1. La SARL Lavage service Brault exploite une station de lavage automobile située rue Saint-Jean de Berne sur le territoire de la commune de Mayenne, qui était ouverte tous les jours de 6 heures à 22 heures. A la suite d'une plainte formée par des riverains, qui ont fait réaliser des mesures de bruit par huissier, le maire de Mayenne a par un arrêté du 20 décembre 2018 restreint du lundi au samedi de 7h à 20h les périodes d'ouverture de cette station de lavage et enjoint à la SARL Lavage service Brault de faire réaliser, à ses frais, par un organisme agréé, une étude acoustique aux fins de déterminer le niveau prévisible des émissions sonores de cet établissement pour le voisinage, et, le cas échéant, de fixer les mesures compensatoires à mettre en œuvre et à la réalisation desquelles l'exploitant devra s'engager.
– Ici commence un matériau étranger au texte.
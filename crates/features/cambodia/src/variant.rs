use crate::catalog::{FOCUSED_FEEDS, MAP_VIEW, PANELS, REGION};
use crate::filters::{is_cambodia_relevant, is_in_cambodia_region};
use wmon_domain::alerts::AlertSettings;
use wmon_domain::features::FeatureSet;
use wmon_domain::variant::{FeedSettings, FilterSettings, MapSettings, VariantDescriptor};

/// Registry name of this variant.
pub const NAME: &str = "cambodia";

pub const DEFAULT_FEATURES: FeatureSet = FeatureSet::BORDER_MONITOR
    .union(FeatureSet::MEKONG_MONITOR)
    .union(FeatureSet::ASEAN_NEWS)
    .union(FeatureSet::ECONOMIC_CORRIDORS);

/// The Cambodia monitor profile.
pub static VARIANT: VariantDescriptor = VariantDescriptor {
    name: NAME,
    display_name: "Cambodia Monitor",
    description: "Real-time monitoring for Cambodia and regional developments",
    map: MapSettings {
        default_view: MAP_VIEW,
        // Panning stays free so regional context remains visible.
        restrict_to_bounds: false,
        default_layers: &[
            "conflicts",
            "protests",
            "bases",
            "infrastructure",
            "cables",
            "earthquakes",
            "fires",
        ],
    },
    feeds: FeedSettings {
        sources: FOCUSED_FEEDS,
        filter: is_cambodia_relevant,
        priority_sources: &["Phnom Penh Post", "Khmer Times", "VOA Cambodia"],
    },
    panels: PANELS,
    filters: FilterSettings {
        geographic: is_in_cambodia_region,
        content: is_cambodia_relevant,
        show_global_events: true,
        show_regional_events: true,
        show_local_events: true,
    },
    alerts: AlertSettings {
        enable_border_alerts: true,
        enable_economic_alerts: true,
        enable_security_alerts: true,
        enable_weather_alerts: true,
        custom_keywords: &[
            "Hun Manet",
            "Ream base",
            "Sihanoukville",
            "Preah Vihear",
            "Mekong",
            "ASEAN summit",
        ],
    },
    context_countries: &["Thailand", "Vietnam", "Laos", "China", "Singapore"],
    features: DEFAULT_FEATURES,
    region: REGION,
};
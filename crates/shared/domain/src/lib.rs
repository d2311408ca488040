//! # Domain Models
//!
//! This crate contains the pure data types a regional monitor variant is built from,
//! with minimal dependencies (`serde`, `bitflags`).
//! Keep it lean: no I/O, networking, or heavy logic, just data and simple lookups.
//!
//! Every catalog type borrows `'static` data so a whole variant can be declared as a
//! `static` item and shared by any number of threads without synchronisation.

pub mod alerts;
pub mod config;
pub mod features;
pub mod feed;
pub mod geo;
pub mod panels;
pub mod priority;
pub mod region;
pub mod registry;
pub mod relevance;
pub mod variant;
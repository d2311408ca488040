use crate::priority::Priority;
use serde::Serialize;

/// Maps each priority level to the alert categories raised at that level.
#[derive(Debug, Clone, Copy, PartialEq, Eq, Serialize)]
pub struct AlertPriorityTaxonomy {
    pub critical: &'static [&'static str],
    pub high: &'static [&'static str],
    pub medium: &'static [&'static str],
}

impl AlertPriorityTaxonomy {
    #[must_use]
    pub const fn categories(&self, priority: Priority) -> &'static [&'static str] {
        match priority {
            Priority::Critical => self.critical,
            Priority::High => self.high,
            Priority::Medium => self.medium,
        }
    }

    /// Returns the priority of an alert category label.
    ///
    /// Labels compare case-insensitively after trimming. A label listed at several
    /// levels resolves to the most urgent one.
    #[must_use]
    pub fn classify(&self, label: &str) -> Option<Priority> {
        let label = label.trim();
        Priority::ALL
            .into_iter()
            .find(|&p| self.categories(p).iter().any(|c| c.eq_ignore_ascii_case(label)))
    }

    /// Iterates `(priority, category)` pairs, most urgent first.
    pub fn iter(&self) -> impl Iterator<Item = (Priority, &'static str)> + '_ {
        Priority::ALL
            .into_iter()
            .flat_map(|p| self.categories(p).iter().map(move |&c| (p, c)))
    }
}

/// Which alert streams a variant raises, plus extra trigger words.
#[derive(Debug, Clone, Copy, PartialEq, Eq, Serialize)]
#[serde(rename_all = "camelCase")]
pub struct AlertSettings {
    pub enable_border_alerts: bool,
    pub enable_economic_alerts: bool,
    pub enable_security_alerts: bool,
    pub enable_weather_alerts: bool,
    pub custom_keywords: &'static [&'static str],
}
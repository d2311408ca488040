use wmon_cambodia::catalog::{ALERT_PRIORITIES, BORDERS, FOCUSED_FEEDS, PANELS, REGION};
use wmon_cambodia::{DEFAULT_FEATURES, VARIANT};
use wmon_domain::feed::FeedDescriptor;
use wmon_domain::features::FeatureSet;
use wmon_domain::panels::PanelVisibility;
use wmon_domain::priority::Priority;
use wmon_domain::variant::FeedSettings;
use wmon_kernel::validate::{CatalogError, CatalogIssue, collect_issues, validate_variant};

#[test]
fn panels_are_disjoint() {
    assert!(PANELS.is_disjoint());
    for panel in PANELS.enabled {
        assert!(!PANELS.disabled.contains(panel), "{panel} is both enabled and disabled");
    }
    assert_eq!(PANELS.visibility("map"), Some(true));
    assert_eq!(PANELS.visibility("nato-tracker"), Some(false));
}

#[test]
fn shipped_variant_validates() {
    validate_variant(&VARIANT).expect("Cambodia catalog should be consistent");
}

#[test]
fn strategic_locations_lie_inside_the_region() {
    for location in REGION.strategic_locations {
        assert!(VARIANT.is_in_region(location.lat, location.lon), "{} outside", location.name);
    }
    let critical: Vec<_> = REGION.locations_with_priority(Priority::Critical).map(|l| l.name).collect();
    assert_eq!(critical, ["Phnom Penh", "Sihanoukville Port", "Ream Naval Base"]);
}

#[test]
fn borders_and_corridors() {
    let total_km: u32 = BORDERS.iter().map(|b| b.length_km).sum();
    assert_eq!(total_km, 817 + 1158 + 555);

    let thai = REGION.border_with("thailand").expect("Thai border");
    assert_eq!(thai.priority, Priority::Critical);
    assert_eq!(thai.hotspots.first(), Some(&"Preah Vihear Temple"));
    assert!(REGION.border_with("Myanmar").is_none());

    assert_eq!(REGION.corridors[0].countries, ["Thailand", "Cambodia", "Vietnam"]);
}

#[test]
fn alert_taxonomy_classifies_labels() {
    assert_eq!(ALERT_PRIORITIES.classify("Border Conflict"), Some(Priority::Critical));
    assert_eq!(ALERT_PRIORITIES.classify("tourism impact"), Some(Priority::High));
    assert_eq!(ALERT_PRIORITIES.classify("cultural event"), Some(Priority::Medium));
    assert_eq!(ALERT_PRIORITIES.classify("sports result"), None);
    assert_eq!(ALERT_PRIORITIES.iter().count(), 14);
}

#[test]
fn prioritized_feeds_start_with_cambodian_sources() {
    let names: Vec<_> = VARIANT.prioritized_feeds().iter().map(|f| f.name).collect();
    assert_eq!(names.len(), FOCUSED_FEEDS.len());
    assert_eq!(&names[..3], ["Phnom Penh Post", "Khmer Times", "VOA Cambodia"]);
    // Then tier 1 before tier 2, catalog order within a tier.
    assert_eq!(names[3], "ASEAN Official");
    assert_eq!(names[4], "The Diplomat (Asia)");
    assert_eq!(names.last(), Some(&"The ASEAN Post"));
}

#[test]
fn variant_descriptor_matches_profile() {
    assert_eq!(VARIANT.name, "cambodia");
    assert_eq!(VARIANT.display_name, "Cambodia Monitor");
    assert!(!VARIANT.map.restrict_to_bounds);
    assert_eq!(VARIANT.map.default_layers.len(), 7);
    assert!(VARIANT.filters.show_global_events);
    assert!(VARIANT.alerts.enable_weather_alerts);
    assert_eq!(VARIANT.features, DEFAULT_FEATURES);
    assert!(!VARIANT.features.contains(FeatureSet::CRYPTO_MARKETS));
    assert!(VARIANT.features.contains(FeatureSet::MEKONG_MONITOR));
    assert!((VARIANT.map.default_view.zoom - 7.0).abs() < f64::EPSILON);
}

#[test]
fn variant_serializes_for_the_host() {
    let value = serde_json::to_value(VARIANT).expect("serialize variant");
    assert_eq!(value["name"], "cambodia");
    assert_eq!(value["feeds"]["prioritySources"][2], "VOA Cambodia");
    assert_eq!(value["features"]["showNATOTracker"], false);
    assert_eq!(value["features"]["showASEANNews"], true);
    assert_eq!(value["region"]["strategicLocations"][5]["type"], "military");
    assert_eq!(value["region"]["alertPriorities"]["critical"][0], "border conflict");
    assert_eq!(value["panels"]["disabled"][1], "nato-tracker");
}

static BROKEN_FEEDS: [FeedDescriptor; 2] = [
    FeedDescriptor { url: "ftp://example.org/feed", name: "Broken", tier: 0, ..FOCUSED_FEEDS[0] },
    FeedDescriptor { name: "Broken", ..FOCUSED_FEEDS[1] },
];

#[test]
fn corrupted_copy_reports_every_issue() {
    let mut broken = VARIANT;
    broken.panels = PanelVisibility { enabled: &["map", "middle-east"], disabled: &["middle-east"] };
    broken.feeds = FeedSettings { sources: &BROKEN_FEEDS, ..VARIANT.feeds };
    broken.region.bounds.north = broken.region.bounds.south;

    let issues = collect_issues(&broken);
    assert!(issues.contains(&CatalogIssue::MalformedBounds));
    assert!(issues.contains(&CatalogIssue::PanelConflict { panel: "middle-east" }));
    assert!(issues.contains(&CatalogIssue::FeedUrl { feed: "Broken", url: "ftp://example.org/feed" }));
    assert!(issues.contains(&CatalogIssue::FeedTier { feed: "Broken" }));
    assert!(issues.contains(&CatalogIssue::DuplicateFeed { feed: "Broken" }));
    assert!(issues.contains(&CatalogIssue::UnknownPrioritySource { name: "Phnom Penh Post" }));
    assert!(
        issues.iter().any(|i| matches!(i, CatalogIssue::LocationOutsideBounds { .. })),
        "collapsed bounds exclude every location"
    );

    let CatalogError::Invalid { variant, issues: reported } =
        validate_variant(&broken).expect_err("broken copy must fail");
    assert_eq!(variant, "cambodia");
    assert_eq!(reported, issues);
}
La SARL Lavage service Brault relève appel du jugement du 13 janvier 2022 par lequel le tribunal administratif de Nantes a rejeté sa demande d'annulation de cet arrêté.

Sur l'intervention :

2. Il ressort des pièces du dossier que la station de lavage de la SARL Lavage service Brault a été construite en juillet 2018, à quelques mètres de l'autre côté de la rue au droit de laquelle se trouve la maison d'habitation de M. et Mme A.... Compte tenu de la proximité des installations générant les nuisances dont ils se plaignent, ces derniers justifient d'un intérêt suffisant à intervenir au soutien de la commune de Mayenne. Ainsi, leur intervention est recevable.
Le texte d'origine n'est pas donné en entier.